Amazon changing course

Even as Amazon cuts $1 billion this quarter from its retail operations — including fulfillment centers — it has invested $10 billion so far this year in technology infrastructure, CFO Olsavsky said on the most recent conference call.

That investment will support what he called “the rapid growth, innovation and continued expansion” of the Amazon Web Services cloud computing network.

The company also continues to invest in some hotter markets, including San Francisco, where it recently signed a deal for two warehouses of about 350,000 square feet.

Amazon’s slowdown in many markets is relative and still represents significant investment by the company, said Marc Wulfraat, president of logistics consultants MWPVL International Inc. in Montreal.

“They are slowing down,” he said, but the growth arc is “still a rocket ship heading into space.”

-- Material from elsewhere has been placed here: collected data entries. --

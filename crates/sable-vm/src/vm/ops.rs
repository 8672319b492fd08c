//! Value operation helpers
//!
//! The coercion table of the arithmetic and comparison instructions. Null
//! and undefined act as the identity of `+`, `-` and `*`; runes mix with
//! ints; a one character string mixes with runes.

use crate::error::VmError;
use sable_types::Value;

/// Implementation of value operations for the VM
pub(crate) struct ValueOperations;

fn invalid(left: &Value, right: &Value) -> VmError {
    VmError::new(format!(
        "Invalid operation on {} and {}",
        left.value_type(),
        right.value_type()
    ))
}

fn invalid_unary(value: &Value) -> VmError {
    VmError::new(format!("Invalid operation on {}", value.value_type()))
}

fn divide_by_zero() -> VmError {
    VmError::new("Attempt to divide by zero")
}

fn rune(n: i64) -> Result<Value, VmError> {
    u32::try_from(n)
        .ok()
        .and_then(char::from_u32)
        .map(Value::Rune)
        .ok_or_else(|| VmError::new(format!("Invalid rune: {}", n)))
}

fn rune_code(v: &Value) -> i64 {
    v.to_int().unwrap_or_default()
}

/// The rune of a one character string.
fn single_char(s: &str) -> Option<char> {
    let mut chars = s.chars();
    match (chars.next(), chars.next()) {
        (Some(c), None) => Some(c),
        _ => None,
    }
}

fn concat(left: &Value, right: &Value) -> Value {
    Value::from(format!("{}{}", left, right))
}

impl ValueOperations {
    pub(crate) fn add_values(left: &Value, right: &Value) -> Result<Value, VmError> {
        use Value::*;
        match (left, right) {
            (Int(a), Int(b)) => Ok(Int(a.wrapping_add(*b))),
            (Int(_) | Float(_), Float(_)) | (Float(_), Int(_)) => {
                Ok(Float(left.to_float().unwrap_or_default() + right.to_float().unwrap_or_default()))
            }
            (Int(_) | Float(_) | Rune(_), Rune(_)) | (Rune(_), Int(_)) => {
                rune(rune_code(left) + rune_code(right))
            }
            (Int(_) | Float(_) | Rune(_) | Bool(_) | String(_), String(_))
            | (String(_), Int(_) | Float(_) | Bool(_) | Rune(_)) => Ok(concat(left, right)),
            (Int(_) | Float(_) | Rune(_) | String(_), Null | Undefined) => Ok(left.clone()),
            (Null | Undefined, String(_) | Int(_) | Float(_) | Rune(_)) => Ok(right.clone()),
            _ => Err(invalid(left, right)),
        }
    }

    pub(crate) fn sub_values(left: &Value, right: &Value) -> Result<Value, VmError> {
        use Value::*;
        match (left, right) {
            (Int(a), Int(b)) => Ok(Int(a.wrapping_sub(*b))),
            (Int(_) | Float(_), Float(_)) | (Float(_), Int(_)) => {
                Ok(Float(left.to_float().unwrap_or_default() - right.to_float().unwrap_or_default()))
            }
            (Rune(a), Rune(_) | Int(_)) => rune(*a as i64 - rune_code(right)),
            (Rune(a), String(s)) => match single_char(s) {
                Some(b) => rune(*a as i64 - b as i64),
                None => Err(invalid(left, right)),
            },
            (String(s), Rune(_) | Int(_) | String(_)) => {
                let a = single_char(s).ok_or_else(|| invalid(left, right))?;
                let b = match right {
                    String(r) => single_char(r).ok_or_else(|| invalid(left, right))? as i64,
                    other => rune_code(other),
                };
                rune(a as i64 - b)
            }
            (Int(_) | Float(_) | Rune(_) | String(_), Null | Undefined) => Ok(left.clone()),
            (Null | Undefined, String(_) | Int(_) | Float(_) | Rune(_)) => Ok(right.clone()),
            _ => Err(invalid(left, right)),
        }
    }

    pub(crate) fn mul_values(left: &Value, right: &Value) -> Result<Value, VmError> {
        use Value::*;
        match (left, right) {
            (Int(a), Int(b)) => Ok(Int(a.wrapping_mul(*b))),
            (Int(_) | Float(_), Float(_)) | (Float(_), Int(_)) => {
                Ok(Float(left.to_float().unwrap_or_default() * right.to_float().unwrap_or_default()))
            }
            (Int(_), Rune(_)) | (Rune(_), Rune(_) | Int(_)) => {
                rune(rune_code(left).wrapping_mul(rune_code(right)))
            }
            (Int(_) | Float(_) | Rune(_), Null | Undefined) => Ok(left.clone()),
            (Null | Undefined, Int(_) | Float(_) | Rune(_)) => Ok(right.clone()),
            _ => Err(invalid(left, right)),
        }
    }

    /// Numbers always divide as floats. Runes divide as integers.
    pub(crate) fn div_values(left: &Value, right: &Value) -> Result<Value, VmError> {
        use Value::*;
        if matches!(left, Rune(_)) || matches!(right, Rune(_)) {
            if !matches!(left, Int(_) | Rune(_) | Null | Undefined) || !matches!(right, Int(_) | Rune(_)) {
                return Err(invalid(left, right));
            }
            let divisor = rune_code(right);
            if divisor == 0 {
                return Err(divide_by_zero());
            }
            return rune(rune_code(left) / divisor);
        }

        let numeric = |v: &Value| matches!(v, Int(_) | Float(_) | Null | Undefined);
        if !numeric(left) || !numeric(right) {
            return Err(invalid(left, right));
        }

        let divisor = right.to_float().unwrap_or_default();
        if divisor == 0.0 {
            return Err(divide_by_zero());
        }
        Ok(Float(left.to_float().unwrap_or_default() / divisor))
    }

    pub(crate) fn mod_values(left: &Value, right: &Value) -> Result<Value, VmError> {
        use Value::*;
        match (left, right) {
            (Int(a), Int(_) | Null | Undefined) => {
                let b = right.to_int().unwrap_or_default();
                if b == 0 {
                    return Err(divide_by_zero());
                }
                Ok(Int(a.wrapping_rem(b)))
            }
            (Rune(a), Rune(_) | Int(_) | Null | Undefined) => {
                let b = rune_code(right);
                if b == 0 {
                    return Err(divide_by_zero());
                }
                rune(*a as i64 % b)
            }
            (Null | Undefined, _) => match right.to_float() {
                Some(b) if b != 0.0 => Ok(Int(0)),
                Some(_) => Err(divide_by_zero()),
                None => Err(invalid(left, right)),
            },
            _ => Err(invalid(left, right)),
        }
    }

    pub(crate) fn pow_values(left: &Value, right: &Value) -> Result<Value, VmError> {
        match (left, right) {
            (Value::Int(_) | Value::Float(_), Value::Int(_) | Value::Float(_)) => {
                let base = left.to_float().unwrap_or_default();
                let exp = right.to_float().unwrap_or_default();
                Ok(Value::Float(base.powf(exp)))
            }
            _ => Err(invalid(left, right)),
        }
    }

    /// `|`, `&`, `^`, `<<` and `>>` on ints.
    pub(crate) fn bitwise(left: &Value, right: &Value, op: fn(i64, i64) -> i64) -> Result<Value, VmError> {
        match (left, right) {
            (Value::Int(a), Value::Int(b)) => Ok(Value::Int(op(*a, *b))),
            _ => Err(invalid(left, right)),
        }
    }

    pub(crate) fn shl(a: i64, b: i64) -> i64 {
        u32::try_from(b)
            .ok()
            .and_then(|b| a.checked_shl(b))
            .filter(|_| b < 64)
            .unwrap_or(0)
    }

    pub(crate) fn shr(a: i64, b: i64) -> i64 {
        match u32::try_from(b) {
            Ok(b) if b < 64 => a >> b,
            _ if a < 0 => -1,
            _ => 0,
        }
    }

    pub(crate) fn neg_value(value: &Value) -> Result<Value, VmError> {
        match value {
            Value::Int(i) => Ok(Value::Int(i.wrapping_neg())),
            Value::Float(f) => Ok(Value::Float(-f)),
            other => Err(invalid_unary(other)),
        }
    }

    pub(crate) fn bit_not_value(value: &Value) -> Result<Value, VmError> {
        match value {
            Value::Int(i) => Ok(Value::Int(!i)),
            other => Err(invalid_unary(other)),
        }
    }

    /// `++` and `--`
    pub(crate) fn step_value(value: &Value, delta: i64) -> Result<Value, VmError> {
        match value {
            Value::Int(i) => Ok(Value::Int(i.wrapping_add(delta))),
            Value::Float(f) => Ok(Value::Float(f + delta as f64)),
            other => Err(invalid_unary(other)),
        }
    }

    pub(crate) fn lt_values(left: &Value, right: &Value) -> Result<bool, VmError> {
        Self::compare(left, right, false)
    }

    pub(crate) fn le_values(left: &Value, right: &Value) -> Result<bool, VmError> {
        Self::compare(left, right, true)
    }

    fn compare(left: &Value, right: &Value, or_equal: bool) -> Result<bool, VmError> {
        use std::cmp::Ordering;
        use Value::*;

        let ordering = match (left, right) {
            (Int(a), Int(b)) => a.cmp(b),
            (Int(_) | Float(_), Int(_) | Float(_)) => {
                let a = left.to_float().unwrap_or_default();
                let b = right.to_float().unwrap_or_default();
                a.partial_cmp(&b).ok_or_else(|| invalid(left, right))?
            }
            (Int(_) | Float(_), Null) | (Null, Int(_) | Float(_)) => {
                let a = left.to_float().unwrap_or_default();
                let b = right.to_float().unwrap_or_default();
                a.partial_cmp(&b).ok_or_else(|| invalid(left, right))?
            }
            (Rune(_), Rune(_) | Int(_)) => rune_code(left).cmp(&rune_code(right)),
            (Rune(a), String(s)) => {
                let b = single_char(s).ok_or_else(|| invalid(left, right))?;
                a.cmp(&b)
            }
            (String(s), Rune(b)) => {
                let a = single_char(s).ok_or_else(|| invalid(left, right))?;
                a.cmp(b)
            }
            (String(a), String(b)) => a.cmp(b),
            (String(_), Null) | (Null, String(_) | Rune(_)) => return Ok(false),
            (Object(sable_types::Object::Host(h)), Object(_)) => match h.compare(right) {
                -2 => return Err(invalid(left, right)),
                c => c.cmp(&0),
            },
            _ => return Err(invalid(left, right)),
        };

        Ok(match ordering {
            Ordering::Less => true,
            Ordering::Equal => or_equal,
            Ordering::Greater => false,
        })
    }
}

#[cfg(test)]
mod tests {
    use super::*;
    use proptest::prelude::*;

    #[test]
    fn test_add_coercions() {
        let add = ValueOperations::add_values;
        assert_eq!(add(&Value::from("1"), &Value::Null).unwrap(), Value::from("1"));
        assert_eq!(add(&Value::Null, &Value::Int(3)).unwrap(), Value::Int(3));
        assert_eq!(add(&Value::Int(1), &Value::from("a")).unwrap(), Value::from("1a"));
        assert_eq!(add(&Value::Rune('a'), &Value::Int(1)).unwrap(), Value::Rune('b'));
        assert_eq!(add(&Value::Bool(true), &Value::from("!")).unwrap(), Value::from("true!"));
        assert!(add(&Value::Bool(true), &Value::Int(1)).is_err());
    }

    #[test]
    fn test_division() {
        let div = ValueOperations::div_values;
        assert_eq!(div(&Value::Int(7), &Value::Int(2)).unwrap(), Value::Float(3.5));
        let err = div(&Value::Int(1), &Value::Int(0)).unwrap_err();
        assert_eq!(err.message(), "Attempt to divide by zero");
        assert!(ValueOperations::mod_values(&Value::Float(1.0), &Value::Int(1)).is_err());
        assert_eq!(
            ValueOperations::mod_values(&Value::Int(-7), &Value::Int(3)).unwrap(),
            Value::Int(-1)
        );
    }

    #[test]
    fn test_rune_and_string_ordering() {
        let lt = ValueOperations::lt_values;
        assert!(lt(&Value::Rune('a'), &Value::from("b")).unwrap());
        assert!(lt(&Value::from("abc"), &Value::from("abd")).unwrap());
        assert!(lt(&Value::Rune('a'), &Value::from("bc")).is_err());
        assert!(!lt(&Value::Null, &Value::from("x")).unwrap());
        assert!(ValueOperations::le_values(&Value::Int(2), &Value::Float(2.0)).unwrap());
    }

    #[test]
    fn test_shifts() {
        assert_eq!(ValueOperations::shl(1, 3), 8);
        assert_eq!(ValueOperations::shl(1, 64), 0);
        assert_eq!(ValueOperations::shr(-8, 1), -4);
        assert_eq!(ValueOperations::shr(-8, 70), -1);
    }

    proptest! {
        #[test]
        fn int_arithmetic_matches_host(a in -1_000_000i64..1_000_000, b in -1_000_000i64..1_000_000) {
            let (x, y) = (Value::Int(a), Value::Int(b));
            prop_assert_eq!(ValueOperations::add_values(&x, &y).unwrap(), Value::Int(a + b));
            prop_assert_eq!(ValueOperations::sub_values(&x, &y).unwrap(), Value::Int(a - b));
            prop_assert_eq!(ValueOperations::mul_values(&x, &y).unwrap(), Value::Int(a * b));
            prop_assert_eq!(ValueOperations::lt_values(&x, &y).unwrap(), a < b);
            if b != 0 {
                prop_assert_eq!(ValueOperations::mod_values(&x, &y).unwrap(), Value::Int(a % b));
            }
        }

        #[test]
        fn mixed_arithmetic_is_float(a in -1000i64..1000, b in -1000.0f64..1000.0) {
            let r = ValueOperations::add_values(&Value::Int(a), &Value::Float(b)).unwrap();
            prop_assert_eq!(r, Value::Float(a as f64 + b));
        }
    }
}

Amazon added 100 million square feet of space in the U.S. in 2021, and this year it will open 60 million, said Wulfraat, who studies the company for supply chain customers.

“That’s less than last year, but it’s huge,” Wulfraat said.

Amazon stock fell 17% from Tuesday through Friday last week, going from $119.93 per share to $99.13 per share after the company reported revenue was up 15%, but still $370 million off of projections.

The quarterly report prompted a stock sell-off after the company projected sales growth of 2 to 8% in the fourth quarter, below the 9% and 38% seen in the holiday seasons of 2021 and 2020.

Online shopping represented 9% of U.S. retail sales in early 2019, according to the U.S. Census Bureau, and it nearly doubled to 17% in 2020. But it started to drop in the third quarter of 2021. This past summer, it grew at 1.9%, compared to 5.3% a year earlier. Adobe’s sales analytics predicted online sales will grow 2.5% in November and December.

“We’re realistic that there’s various factors weighing on people’s wallets, and we’re not quite sure how strong holiday spending will be versus last year,” Olsavsky told analysts.

He also said Amazon’s streamlining likely is not done, even as holiday hiring — including as estimated 3,000 temporary works in Michigan — begins. Fulfillment centers already are using robots for some labor, and two new robots are in the pipeline.

The company also has canceled contracts with two companies that operated delivery networks for Amazon in Michigan, resulting in layoffs of 243 people.

“We recognize there’s still a lot of opportunity to continue to improve productivity and drive cost efficiencies throughout our networks,” Olsavsky said.

Amazon stock traded between $100 and $102 per share on Monday, just enough to hold onto its $1 trillion-plus market capitalization value. Investors, however, are dealing with other tech company value dips, including at Google and Facebook’s parent company Meta Platforms Inc.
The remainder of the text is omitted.